Stored data:
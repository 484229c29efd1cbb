//! `devdoctor audit` — layout convention checks over the dev root.

use std::path::PathBuf;
use std::process::ExitCode;

use crate::audit::{LayoutAudit, RealFileSystem};
use crate::configuration::Settings;
use crate::errors::DoctorError;
use crate::report::ReportAggregator;

use super::finish_run;

pub struct AuditOptions {
    pub json: bool,
    pub report_path: Option<PathBuf>,
}

pub fn run(settings: &Settings, opts: AuditOptions) -> Result<ExitCode, DoctorError> {
    let fs = RealFileSystem;
    let results = LayoutAudit::new(&fs, &settings.dev_root).run();

    let mut aggregator = ReportAggregator::new();
    aggregator.extend(results);

    let report_path = opts
        .report_path
        .unwrap_or_else(|| settings.report.audit_path.clone());
    finish_run(aggregator, opts.json, &report_path)
}
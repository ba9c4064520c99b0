use chartpilot::agent_engine::state::LoopState;

#[tokio::main]
async fn main() {
    chartpilot::init_tracing();

    let task = std::env::args().nth(1);
    match chartpilot::run(task).await {
        Ok(report) => {
            let code = match report.outcome {
                LoopState::Succeeded { .. } => 0,
                LoopState::Failed { .. } => 1,
                LoopState::Aborted { .. } => 130,
                LoopState::Running => 1,
            };
            std::process::exit(code);
        }
        Err(e) => {
            tracing::error!(error = %e, "could not start automation run");
            eprintln!("chartpilot: {e}");
            std::process::exit(2);
        }
    }
}
pub mod display_lease;
pub mod engine;
pub mod event_bus;
pub mod history;
pub mod loop_control;
pub mod state;
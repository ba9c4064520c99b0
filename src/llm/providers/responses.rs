use std::time::Duration;

use async_trait::async_trait;
use serde_json::Value;

use crate::agent_engine::state::{ExecutionResult, ExecutionStatus, PendingSafetyCheck, Proposal, Session};
use crate::config::{AuthStyle, ServiceConfig};
use crate::errors::{ChartPilotError, ChartPilotResult};
use crate::executor::coordinator::DisplayBounds;
use crate::llm::provider::DecisionService;
use crate::llm::response_parser;
use crate::llm::retry::{with_retry, RetryPolicy};
use crate::llm::tools::computer_use_tool;
use crate::llm::types::{ContentPart, InputItem, ResponsesRequest, ScreenshotOutput};
use crate::perception::types::PerceptionPayload;

const CONTINUE_PROMPT: &str = "Continue with the task using the current screen.";

/// Decision service speaking the Responses API with the computer-use tool.
pub struct ResponsesDecisionService {
    id: String,
    endpoint: String,
    api_key: String,
    auth_style: AuthStyle,
    model: String,
    environment: String,
    truncation: String,
    task: String,
    bounds: DisplayBounds,
    retry: RetryPolicy,
    client: reqwest::Client,
}

impl ResponsesDecisionService {
    pub fn new(
        service: &ServiceConfig,
        task: &str,
        bounds: DisplayBounds,
        retry: RetryPolicy,
    ) -> ChartPilotResult<Self> {
        if service.api_base.trim().is_empty() {
            return Err(ChartPilotError::Config("service.api_base is not set".into()));
        }
        if service.api_key.trim().is_empty() {
            return Err(ChartPilotError::Config(
                "no API key: set service.api_key or CHARTPILOT_API_KEY".into(),
            ));
        }

        let client = reqwest::Client::builder()
            .timeout(Duration::from_secs(service.request_timeout_secs.max(1)))
            .build()?;

        Ok(Self {
            id: "responses".into(),
            endpoint: service.api_base.trim().to_string(),
            api_key: service.api_key.trim().to_string(),
            auth_style: service.auth_style,
            model: service.model.clone(),
            environment: service.environment.clone(),
            truncation: service.truncation.clone(),
            task: task.to_string(),
            bounds,
            retry,
            client,
        })
    }

    fn request(&self, previous_response_id: Option<String>, input: Vec<InputItem>) -> ResponsesRequest {
        ResponsesRequest {
            model: self.model.clone(),
            previous_response_id,
            tools: vec![computer_use_tool(self.bounds, &self.environment)],
            input,
            truncation: self.truncation.clone(),
        }
    }

    fn user_turn(text: &str, payload: &PerceptionPayload) -> InputItem {
        InputItem::Message {
            role: "user".into(),
            content: vec![
                ContentPart::InputText { text: text.to_string() },
                ContentPart::InputImage {
                    image_url: payload.data_url(),
                },
            ],
        }
    }

    /// Posts the request, retrying transient failures, and decodes the answer.
    async fn exchange(&self, request: &ResponsesRequest) -> ChartPilotResult<Proposal> {
        let body = serde_json::to_value(request)?;

        tracing::debug!(
            provider = %self.id,
            model = %self.model,
            previous = ?request.previous_response_id,
            "sending decision request"
        );
        tracing::debug!(
            body = %sanitized_for_log(&body),
            "request body (sanitized, images omitted)"
        );

        let proposal = with_retry(&self.retry, "decision_request", || self.post_once(&body)).await?;

        tracing::info!(
            exchange_id = %proposal.exchange_id,
            actions = proposal.actions.len(),
            safety_checks = proposal.safety_checks.len(),
            complete = proposal.is_complete(),
            "decision service answered"
        );
        Ok(proposal)
    }

    async fn post_once(&self, body: &Value) -> ChartPilotResult<Proposal> {
        let builder = self.client.post(&self.endpoint).json(body);
        let builder = match self.auth_style {
            AuthStyle::Bearer => builder.bearer_auth(&self.api_key),
            AuthStyle::ApiKeyHeader => builder.header("api-key", &self.api_key),
        };

        let response = builder
            .send()
            .await
            .map_err(|e| ChartPilotError::ServiceUnavailable(format!("request failed: {e}")))?;

        let status = response.status();
        let text = response
            .text()
            .await
            .map_err(|e| ChartPilotError::ServiceUnavailable(format!("reading body failed: {e}")))?;

        if !status.is_success() {
            return Err(classify_status(status, text));
        }

        response_parser::parse_response(&text)
    }
}
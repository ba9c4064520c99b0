use std::future::Future;
use std::time::Duration;

use crate::config::RetryConfig;
use crate::errors::ChartPilotResult;

/// Bounded exponential backoff for transient service failures.
#[derive(Debug, Clone)]
pub struct RetryPolicy {
    pub max_attempts: u32,
    pub base_delay: Duration,
    pub max_delay: Duration,
}

impl Default for RetryPolicy {
    fn default() -> Self {
        Self::from(&RetryConfig::default())
    }
}

impl From<&RetryConfig> for RetryPolicy {
    fn from(cfg: &RetryConfig) -> Self {
        Self {
            max_attempts: cfg.max_attempts.max(1),
            base_delay: Duration::from_millis(cfg.base_delay_ms),
            max_delay: Duration::from_millis(cfg.max_delay_ms),
        }
    }
}

impl RetryPolicy {
    /// Delay before attempt `attempt + 1`, doubling from `base_delay`.
    pub fn delay_for(&self, attempt: u32) -> Duration {
        let factor = 2u32.saturating_pow(attempt.saturating_sub(1));
        self.base_delay.saturating_mul(factor).min(self.max_delay)
    }
}

/// Runs `op` until it succeeds, fails with a non-transient error, or attempts run out.
pub async fn with_retry<T, F, Fut>(policy: &RetryPolicy, op_name: &str, mut op: F) -> ChartPilotResult<T>
where
    F: FnMut() -> Fut,
    Fut: Future<Output = ChartPilotResult<T>>,
{
    let mut attempt = 1;
    loop {
        match op().await {
            Ok(value) => return Ok(value),
            Err(e) if e.is_transient() && attempt < policy.max_attempts => {
                let delay = policy.delay_for(attempt);
                tracing::warn!(
                    op = op_name,
                    attempt,
                    max_attempts = policy.max_attempts,
                    delay_ms = delay.as_millis() as u64,
                    error = %e,
                    "transient service failure, retrying"
                );
                tokio::time::sleep(delay).await;
                attempt += 1;
            }
            Err(e) => {
                if e.is_transient() {
                    tracing::error!(op = op_name, attempts = attempt, error = %e, "retries exhausted");
                }
                return Err(e);
            }
        }
    }
}
use serde::{Deserialize, Serialize};

use crate::agent_engine::state::{Action, Point};
use crate::errors::{ChartPilotError, ChartPilotResult};

/// Known size of the controlled display, in the coordinate space the service uses.
#[derive(Debug, Clone, Copy, PartialEq, Eq, Serialize, Deserialize)]
pub struct DisplayBounds {
    pub width: u32,
    pub height: u32,
}

impl DisplayBounds {
    pub fn new(width: u32, height: u32) -> Self {
        Self { width, height }
    }

    pub fn contains(&self, p: Point) -> bool {
        p.x >= 0 && p.y >= 0 && p.x < self.width as i64 && p.y < self.height as i64
    }

    /// Out-of-bounds points are rejected, never clamped, so an action can't land
    /// somewhere the service did not ask for.
    pub fn check(&self, p: Point) -> ChartPilotResult<(i32, i32)> {
        if !self.contains(p) {
            return Err(ChartPilotError::InvalidCoordinate {
                x: p.x,
                y: p.y,
                width: self.width,
                height: self.height,
            });
        }
        // bounds are u32 and the point is inside them, so both fit in i32 for any real display
        let x = i32::try_from(p.x).map_err(|_| self.invalid(p))?;
        let y = i32::try_from(p.y).map_err(|_| self.invalid(p))?;
        Ok((x, y))
    }

    fn invalid(&self, p: Point) -> ChartPilotError {
        ChartPilotError::InvalidCoordinate {
            x: p.x,
            y: p.y,
            width: self.width,
            height: self.height,
        }
    }
}

/// Validates every coordinate of an action before anything is dispatched.
pub fn validate_action(action: &Action, bounds: &DisplayBounds) -> ChartPilotResult<()> {
    if let Action::Drag { path } = action {
        if path.len() < 2 {
            return Err(ChartPilotError::Dispatch(format!(
                "drag needs at least two points, got {}",
                path.len()
            )));
        }
    }
    for p in action.points() {
        bounds.check(p)?;
    }
    Ok(())
}

#[cfg(test)]
mod tests {
    use super::*;
    use crate::agent_engine::state::MouseButton;

    const HD: DisplayBounds = DisplayBounds {
        width: 1920,
        height: 1080,
    };

    #[test]
    fn edges_are_half_open() {
        assert!(HD.check(Point { x: 0, y: 0 }).is_ok());
        assert_eq!(HD.check(Point { x: 1919, y: 1079 }).unwrap(), (1919, 1079));
        assert!(HD.check(Point { x: 1920, y: 0 }).is_err());
        assert!(HD.check(Point { x: 0, y: 1080 }).is_err());
        assert!(HD.check(Point { x: -1, y: 5 }).is_err());
    }

    #[test]
    fn rejection_is_deterministic() {
        let p = Point { x: 5000, y: -20 };
        for _ in 0..3 {
            match HD.check(p) {
                Err(ChartPilotError::InvalidCoordinate { x, y, width, height }) => {
                    assert_eq!((x, y, width, height), (5000, -20, 1920, 1080));
                }
                other => panic!("expected rejection, got {other:?}"),
            }
        }
    }

    #[test]
    fn drag_validates_every_point() {
        let drag = Action::Drag {
            path: vec![Point { x: 10, y: 10 }, Point { x: 2500, y: 10 }],
        };
        assert!(matches!(
            validate_action(&drag, &HD),
            Err(ChartPilotError::InvalidCoordinate { x: 2500, .. })
        ));
        let short = Action::Drag {
            path: vec![Point { x: 10, y: 10 }],
        };
        assert!(matches!(validate_action(&short, &HD), Err(ChartPilotError::Dispatch(_))));
    }

    #[test]
    fn keyboard_actions_have_no_coordinates() {
        assert!(validate_action(&Action::KeyPress { key: "enter".into() }, &HD).is_ok());
        assert!(validate_action(
            &Action::Click {
                button: MouseButton::Left,
                x: 100,
                y: 50
            },
            &HD
        )
        .is_ok());
    }
}
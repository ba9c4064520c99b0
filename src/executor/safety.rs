// Safety gate: nothing behind a pending safety check runs without an explicit yes.
use std::collections::HashSet;
use std::time::Duration;

use serde::{Deserialize, Serialize};

use crate::agent_engine::event_bus::{EventBus, OperatorEvent, RunEvent};
use crate::agent_engine::state::PendingSafetyCheck;
use crate::config::{SafetyConfig, MAX_CONFIRMATION_TIMEOUT_SECS};

#[derive(Debug, Clone, PartialEq, Eq, Serialize, Deserialize)]
#[serde(tag = "result", rename_all = "snake_case")]
pub enum AuthorizationResult {
    AllAuthorized,
    Rejected { reason: String },
    /// Checks still waiting for a human decision.
    Pending { checks: Vec<PendingSafetyCheck> },
}

/// Stateless per proposal: every call starts from deny-until-confirmed.
pub struct SafetyGate {
    auto_approve: HashSet<String>,
    always_reject: HashSet<String>,
    confirmation_timeout: Duration,
}

impl SafetyGate {
    pub fn new(policy: &SafetyConfig, confirmation_timeout: Duration) -> Self {
        Self {
            auto_approve: policy.auto_approve_codes.iter().cloned().collect(),
            always_reject: policy.always_reject_codes.iter().cloned().collect(),
            confirmation_timeout: confirmation_timeout.min(Duration::from_secs(MAX_CONFIRMATION_TIMEOUT_SECS)),
        }
    }

    /// Applies the configured policy. Anything not whitelisted is left pending.
    pub fn authorize(&self, checks: &[PendingSafetyCheck]) -> AuthorizationResult {
        if let Some(check) = checks.iter().find(|c| self.always_reject.contains(&c.code)) {
            tracing::warn!(check_id = %check.id, code = %check.code, "safety check rejected by policy");
            return AuthorizationResult::Rejected {
                reason: format!("{} ({}) is blocked by policy", check.id, check.code),
            };
        }

        let pending: Vec<PendingSafetyCheck> = checks
            .iter()
            .filter(|c| !self.auto_approve.contains(&c.code))
            .cloned()
            .collect();

        for check in checks.iter().filter(|c| self.auto_approve.contains(&c.code)) {
            tracing::info!(check_id = %check.id, code = %check.code, "safety check auto-approved by policy");
        }

        if pending.is_empty() {
            AuthorizationResult::AllAuthorized
        } else {
            AuthorizationResult::Pending { checks: pending }
        }
    }

    /// Blocks until every pending check is approved, any is denied, or the
    /// confirmation timeout elapses (unresolved checks count as denied).
    pub async fn await_confirmation(
        &self,
        pending: Vec<PendingSafetyCheck>,
        bus: &mut EventBus,
    ) -> AuthorizationResult {
        let dropped = bus.drain_stale_operator_events();
        if dropped > 0 {
            tracing::debug!(dropped, "discarded confirmations that predate this proposal");
        }

        let _ = bus.send(RunEvent::ConfirmationRequired {
            checks: pending.clone(),
            timeout_secs: self.confirmation_timeout.as_secs(),
        });

        let mut unresolved: HashSet<String> = pending.iter().map(|c| c.id.clone()).collect();
        let now = tokio::time::Instant::now();
        let deadline = now
            .checked_add(self.confirmation_timeout)
            .unwrap_or_else(|| now + Duration::from_secs(MAX_CONFIRMATION_TIMEOUT_SECS));

        while !unresolved.is_empty() {
            let event = match tokio::time::timeout_at(deadline, bus.recv_operator()).await {
                Ok(Some(event)) => event,
                Ok(None) => {
                    return AuthorizationResult::Rejected {
                        reason: "operator channel closed before confirmation".into(),
                    };
                }
                Err(_) => {
                    tracing::warn!(unresolved = unresolved.len(), "safety confirmation timed out");
                    return AuthorizationResult::Rejected {
                        reason: format!(
                            "no operator confirmation within {}s",
                            self.confirmation_timeout.as_secs()
                        ),
                    };
                }
            };

            match event {
                OperatorEvent::Confirm { check_id, approved } => {
                    if !unresolved.contains(&check_id) {
                        tracing::debug!(check_id = %check_id, "confirmation for unknown check ignored");
                        continue;
                    }
                    if !approved {
                        tracing::warn!(check_id = %check_id, "operator denied safety check");
                        return AuthorizationResult::Rejected {
                            reason: format!("operator denied {check_id}"),
                        };
                    }
                    tracing::info!(check_id = %check_id, "operator approved safety check");
                    unresolved.remove(&check_id);
                }
            }
        }

        AuthorizationResult::AllAuthorized
    }
}

#[cfg(test)]
mod tests {
    use super::*;

    fn check(id: &str, code: &str) -> PendingSafetyCheck {
        PendingSafetyCheck {
            id: id.into(),
            code: code.into(),
            message: "please confirm".into(),
        }
    }

    fn gate(auto: &[&str], reject: &[&str], timeout_ms: u64) -> SafetyGate {
        SafetyGate::new(
            &SafetyConfig {
                auto_approve_codes: auto.iter().map(|s| s.to_string()).collect(),
                always_reject_codes: reject.iter().map(|s| s.to_string()).collect(),
            },
            Duration::from_millis(timeout_ms),
        )
    }

    #[test]
    fn no_checks_means_authorized() {
        assert_eq!(gate(&[], &[], 10).authorize(&[]), AuthorizationResult::AllAuthorized);
    }

    #[test]
    fn default_posture_is_pending() {
        let checks = vec![check("sc-1", "sensitive_domain")];
        assert_eq!(
            gate(&[], &[], 10).authorize(&checks),
            AuthorizationResult::Pending { checks }
        );
    }

    #[test]
    fn whitelist_and_blocklist_apply() {
        let g = gate(&["irrelevant_domain"], &["malicious_instructions"], 10);
        assert_eq!(
            g.authorize(&[check("a", "irrelevant_domain")]),
            AuthorizationResult::AllAuthorized
        );
        assert!(matches!(
            g.authorize(&[check("a", "irrelevant_domain"), check("b", "malicious_instructions")]),
            AuthorizationResult::Rejected { .. }
        ));
        assert_eq!(
            g.authorize(&[check("a", "irrelevant_domain"), check("c", "sensitive_domain")]),
            AuthorizationResult::Pending {
                checks: vec![check("c", "sensitive_domain")]
            }
        );
    }

    #[tokio::test]
    async fn all_approvals_authorize() {
        let mut bus = EventBus::new();
        let tx = bus.operator_sender();
        let pending = vec![check("sc-1", "x"), check("sc-2", "y")];
        tokio::spawn(async move {
            tokio::time::sleep(Duration::from_millis(10)).await;
            for id in ["sc-2", "unrelated", "sc-1"] {
                tx.send(OperatorEvent::Confirm {
                    check_id: id.into(),
                    approved: true,
                })
                .await
                .unwrap();
            }
        });
        let result = gate(&[], &[], 2_000).await_confirmation(pending, &mut bus).await;
        assert_eq!(result, AuthorizationResult::AllAuthorized);
    }

    #[tokio::test]
    async fn huge_timeout_is_capped_instead_of_overflowing() {
        let g = SafetyGate::new(&SafetyConfig::default(), Duration::MAX);
        let mut bus = EventBus::new();
        let mut events = bus.subscribe();
        let tx = bus.operator_sender();
        tokio::spawn(async move {
            tokio::time::sleep(Duration::from_millis(10)).await;
            tx.send(OperatorEvent::Confirm {
                check_id: "sc-1".into(),
                approved: true,
            })
            .await
            .unwrap();
        });

        let result = g.await_confirmation(vec![check("sc-1", "x")], &mut bus).await;
        assert_eq!(result, AuthorizationResult::AllAuthorized);
        match events.try_recv() {
            Ok(RunEvent::ConfirmationRequired { timeout_secs, .. }) => {
                assert_eq!(timeout_secs, MAX_CONFIRMATION_TIMEOUT_SECS)
            }
            other => panic!("expected confirmation request, got {other:?}"),
        }
    }

    #[tokio::test]
    async fn one_denial_rejects() {
        let mut bus = EventBus::new();
        let tx = bus.operator_sender();
        tokio::spawn(async move {
            tokio::time::sleep(Duration::from_millis(10)).await;
            tx.send(OperatorEvent::Confirm {
                check_id: "sc-1".into(),
                approved: false,
            })
            .await
            .unwrap();
        });
        let result = gate(&[], &[], 2_000)
            .await_confirmation(vec![check("sc-1", "x")], &mut bus)
            .await;
        assert!(matches!(result, AuthorizationResult::Rejected { .. }));
    }

    #[tokio::test]
    async fn silence_times_out_as_rejected() {
        let mut bus = EventBus::new();
        let result = gate(&[], &[], 30)
            .await_confirmation(vec![check("sc-1", "x")], &mut bus)
            .await;
        match result {
            AuthorizationResult::Rejected { reason } => assert!(reason.contains("no operator confirmation")),
            other => panic!("expected rejection, got {other:?}"),
        }
    }

    #[tokio::test]
    async fn earlier_approvals_do_not_carry_forward() {
        let mut bus = EventBus::new();
        bus.operator_sender()
            .send(OperatorEvent::Confirm {
                check_id: "sc-1".into(),
                approved: true,
            })
            .await
            .unwrap();
        let result = gate(&[], &[], 30)
            .await_confirmation(vec![check("sc-1", "x")], &mut bus)
            .await;
        assert!(matches!(result, AuthorizationResult::Rejected { .. }));
    }
}
pub mod agent_engine;
pub mod commands;
pub mod config;
pub mod errors;
pub mod executor;
pub mod llm;
pub mod perception;

use std::sync::Arc;

use tokio::io::BufReader;

use crate::agent_engine::engine::{AutomationLoop, AutomationPorts, LoopSettings};
use crate::agent_engine::event_bus::EventBus;
use crate::agent_engine::loop_control::AbortSignal;
use crate::agent_engine::state::RunReport;
use crate::errors::{ChartPilotError, ChartPilotResult};
use crate::executor::coordinator::DisplayBounds;
use crate::executor::dispatcher::DesktopActuator;
use crate::executor::input::EnigoDriver;
use crate::llm::providers::responses::ResponsesDecisionService;
use crate::llm::retry::RetryPolicy;
use crate::perception::screenshot::ScreenCapture;

pub fn init_tracing() {
    tracing_subscriber::fmt()
        .with_env_filter(
            tracing_subscriber::EnvFilter::try_from_default_env()
                .unwrap_or_else(|_| tracing_subscriber::EnvFilter::new("info")),
        )
        .with_writer(std::io::stderr)
        .init();
}

/// Runs one supervised task on the configured display. `task` overrides `run.task`.
pub async fn run(task: Option<String>) -> ChartPilotResult<RunReport> {
    // Load .env file if present (ignore error if not found)
    let _ = dotenvy::dotenv();

    let mut cfg = config::load_config()?;
    if let Some(task) = task.filter(|t| !t.trim().is_empty()) {
        cfg.run.task = task;
    }
    if cfg.run.task.trim().is_empty() {
        return Err(ChartPilotError::Config(
            "no task given: pass it as the first argument or set run.task".into(),
        ));
    }

    let capture = ScreenCapture::for_display(&cfg.display.id)?;
    let (width, height) = match cfg.display.explicit_size() {
        Some(size) => size,
        None => capture.physical_size().await?,
    };
    tracing::info!(display = %cfg.display.id, width, height, "display size resolved");
    let bounds = DisplayBounds::new(width, height);
    let decision = ResponsesDecisionService::new(&cfg.service, &cfg.run.task, bounds, RetryPolicy::from(&cfg.retry))?;
    let ports = AutomationPorts {
        perception: Arc::new(capture),
        actuation: Arc::new(DesktopActuator::new(bounds, Arc::new(EnigoDriver))),
        decision: Arc::new(decision),
    };

    let automation = AutomationLoop::new(
        LoopSettings::from_config(&cfg),
        ports,
        EventBus::new(),
        AbortSignal::new(),
    )?;
    tracing::info!(task = %cfg.run.task, "starting automation run");

    let printer = tokio::spawn(commands::print_events(automation.subscribe()));
    let console = tokio::spawn(commands::run_console(
        BufReader::new(tokio::io::stdin()),
        automation.operator_sender(),
        automation.abort_signal(),
    ));
    let abort = automation.abort_signal();
    tokio::spawn(async move {
        if tokio::signal::ctrl_c().await.is_ok() {
            tracing::warn!("interrupt received");
            abort.abort();
        }
    });

    let report = automation.run().await;
    console.abort();
    // the run's event bus is gone, so the printer drains and exits
    let _ = printer.await;

    tracing::info!(
        run_id = %report.run_id,
        outcome = ?report.outcome,
        turns = report.turn_count,
        transcript_entries = report.transcript.len(),
        "automation run finished"
    );
    Ok(report)
}
use crate::executor::coordinator::DisplayBounds;
use crate::llm::types::ToolDef;

/// The computer-use tool, sized to the display the actuator validates against so the
/// service proposes coordinates in the same space.
pub fn computer_use_tool(bounds: DisplayBounds, environment: &str) -> ToolDef {
    ToolDef::ComputerUsePreview {
        display_width: bounds.width,
        display_height: bounds.height,
        environment: environment.to_string(),
    }
}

Action item: Among the lines above, count those containing "const", and give only the number.

Answer below: 2